Quienes están acostumbrados a apostar en Betfair saben que uno de los mayores atractivos de esta casa británica son las apuestas en directo. Con más de un millón de clientes de 120 países, las transacciones son constantes. La lógica suele imperar, pero en la tarde del 2 de agosto ocurrió algo extraño, casi paranormal, con un protagonista claro: Nikolai Davydenko.

El tenista ruso, número 4 del mundo, se enfrentaba al argentino Vasallo Argüello, número 87, en la segunda ronda del torneo de Sopot (Polonia). Davydenko ganó el primer set por 6-2. Pese a su lógica ventaja, su triunfo se pagaba entonces a cinco euros, lo que demostraba que muchos apostantes ya veían clara su derrota. Betfair no decide las cuotas, sino que se limita a cruzar las apuestas de los clientes. A medida que avanzaba el segundo set, y sin síntomas de lesión, las cotizaciones se dispararon. Se llegó a pagar 13 euros por Davy, teórico favorito. Algo pasaba.

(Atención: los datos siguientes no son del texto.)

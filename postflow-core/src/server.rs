//! Server sessions.
//!
//! A [`Server`] is a shared, cheaply clonable session with one engine
//! instance behind a concrete binding. Entities are server-scoped: a handle
//! minted by one server is meaningless to another, and crossing servers
//! always goes through an explicit deep copy.

use std::sync::atomic::{AtomicBool, AtomicU32, Ordering};
use std::sync::{Arc, Mutex, OnceLock};

use crate::binding::call::{AdminCall, Request, Response, ServerInfo};
use crate::binding::{closest_operator, EngineBinding};
use crate::error::{Error, Result};
use crate::version::{EngineVersion, ServerContext};

static SERVER_ID_COUNTER: AtomicU32 = AtomicU32::new(1);
static DEFAULT_SERVER: OnceLock<Mutex<Option<Server>>> = OnceLock::new();

struct ServerState {
    id: u32,
    binding: Box<dyn EngineBinding>,
    info: ServerInfo,
    closed: AtomicBool,
}

/// Live session with an engine instance.
#[derive(Clone)]
pub struct Server {
    state: Arc<ServerState>,
}

impl Server {
    /// Negotiates a session over an already-established binding.
    ///
    /// Retrieves the engine version and licensing context once; both are
    /// cached for the lifetime of the session.
    pub fn connect(binding: Box<dyn EngineBinding>) -> Result<Server> {
        let info = binding.info()?;
        let id = SERVER_ID_COUNTER.fetch_add(1, Ordering::Relaxed);
        debug!(
            "connected server {} ({}): engine {} [{}]",
            id,
            binding.describe(),
            info.version,
            info.context
        );
        Ok(Server {
            state: Arc::new(ServerState {
                id,
                binding,
                info,
                closed: AtomicBool::new(false),
            }),
        })
    }

    /// Process-unique session id; used to detect cross-server misuse.
    pub fn id(&self) -> u32 {
        self.state.id
    }

    pub fn version(&self) -> &EngineVersion {
        &self.state.info.version
    }

    pub fn context(&self) -> ServerContext {
        self.state.info.context
    }

    /// Gate helper: errors with `VersionNotSupported` when the connected
    /// engine predates `required`.
    pub fn require(&self, required: &str) -> Result<()> {
        self.version().require(required)
    }

    pub fn available_operators(&self) -> &[String] {
        &self.state.info.available_operators
    }

    pub fn has_operator(&self, name: &str) -> bool {
        self.state
            .info
            .available_operators
            .iter()
            .any(|op| op == name)
    }

    /// Error for an operator the engine does not register, with a
    /// nearest-name hint when one is close enough.
    pub(crate) fn unknown_operator(&self, name: &str) -> Error {
        match closest_operator(name, &self.state.info.available_operators) {
            Some(hint) => Error::UnsupportedOperation(format!(
                "operator `{}` is not registered with the engine (closest match: `{}`)",
                name, hint
            )),
            None => Error::UnsupportedOperation(format!(
                "operator `{}` is not registered with the engine",
                name
            )),
        }
    }

    /// Routes one blocking call through the binding.
    pub fn call(&self, request: Request) -> Result<Response> {
        if self.state.closed.load(Ordering::Acquire) {
            return Err(Error::Transport("server session is closed".to_string()));
        }
        if !self.state.binding.supports(request.kind()) {
            return Err(Error::UnsupportedOperation(format!(
                "engine build does not service {:?} calls",
                request.kind()
            )));
        }
        self.state.binding.call(request)
    }

    /// Release call issued by entity finalizers. Never fails: a closed
    /// session turns the release into a no-op, other failures are logged
    /// and swallowed.
    pub(crate) fn release_quietly(&self, call: AdminCall) {
        if self.state.closed.load(Ordering::Acquire) {
            return;
        }
        if let Err(e) = self.state.binding.call(Request::Admin(call)) {
            warn!("release failed on server {}: {}", self.state.id, e);
        }
    }

    /// Marks the session closed. Outstanding wrappers become dangling; their
    /// finalizers degrade to no-ops.
    pub fn close(&self) {
        self.state.closed.store(true, Ordering::Release);
    }

    pub fn is_closed(&self) -> bool {
        self.state.closed.load(Ordering::Acquire)
    }

    /// Installs this server as the process-wide default used by constructors
    /// when no server argument is given. Core logic never consults the
    /// default implicitly.
    pub fn set_as_default(&self) {
        let slot = DEFAULT_SERVER.get_or_init(|| Mutex::new(None));
        *slot.lock().unwrap() = Some(self.clone());
    }

    pub fn default_server() -> Option<Server> {
        DEFAULT_SERVER
            .get_or_init(|| Mutex::new(None))
            .lock()
            .unwrap()
            .clone()
    }
}

impl PartialEq for Server {
    fn eq(&self, other: &Self) -> bool {
        self.state.id == other.state.id
    }
}

impl std::fmt::Debug for Server {
    fn fmt(&self, f: &mut std::fmt::Formatter) -> std::fmt::Result {
        f.debug_struct("Server")
            .field("id", &self.state.id)
            .field("version", &self.state.info.version)
            .field("context", &self.state.info.context)
            .finish()
    }
}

Algun inocente pensó que era un error y siguió confiando en Davy. Pero no había fallo. El ruso perdió el segundo parcial y se retiró por lesión en el tercero. Las sospechas de amaño parecían evidentes. Tras el primer set, Betfair registró apuestas por valor de cinco millones de euros, 10 veces más de lo habitual y casi todas a favor de Argüello. Consciente de todo, la empresa devolvió el dinero a todos los pujadores y avisó a la ATP. Davydenko lo negó todo, pero la investigación de la ATP sigue abierta.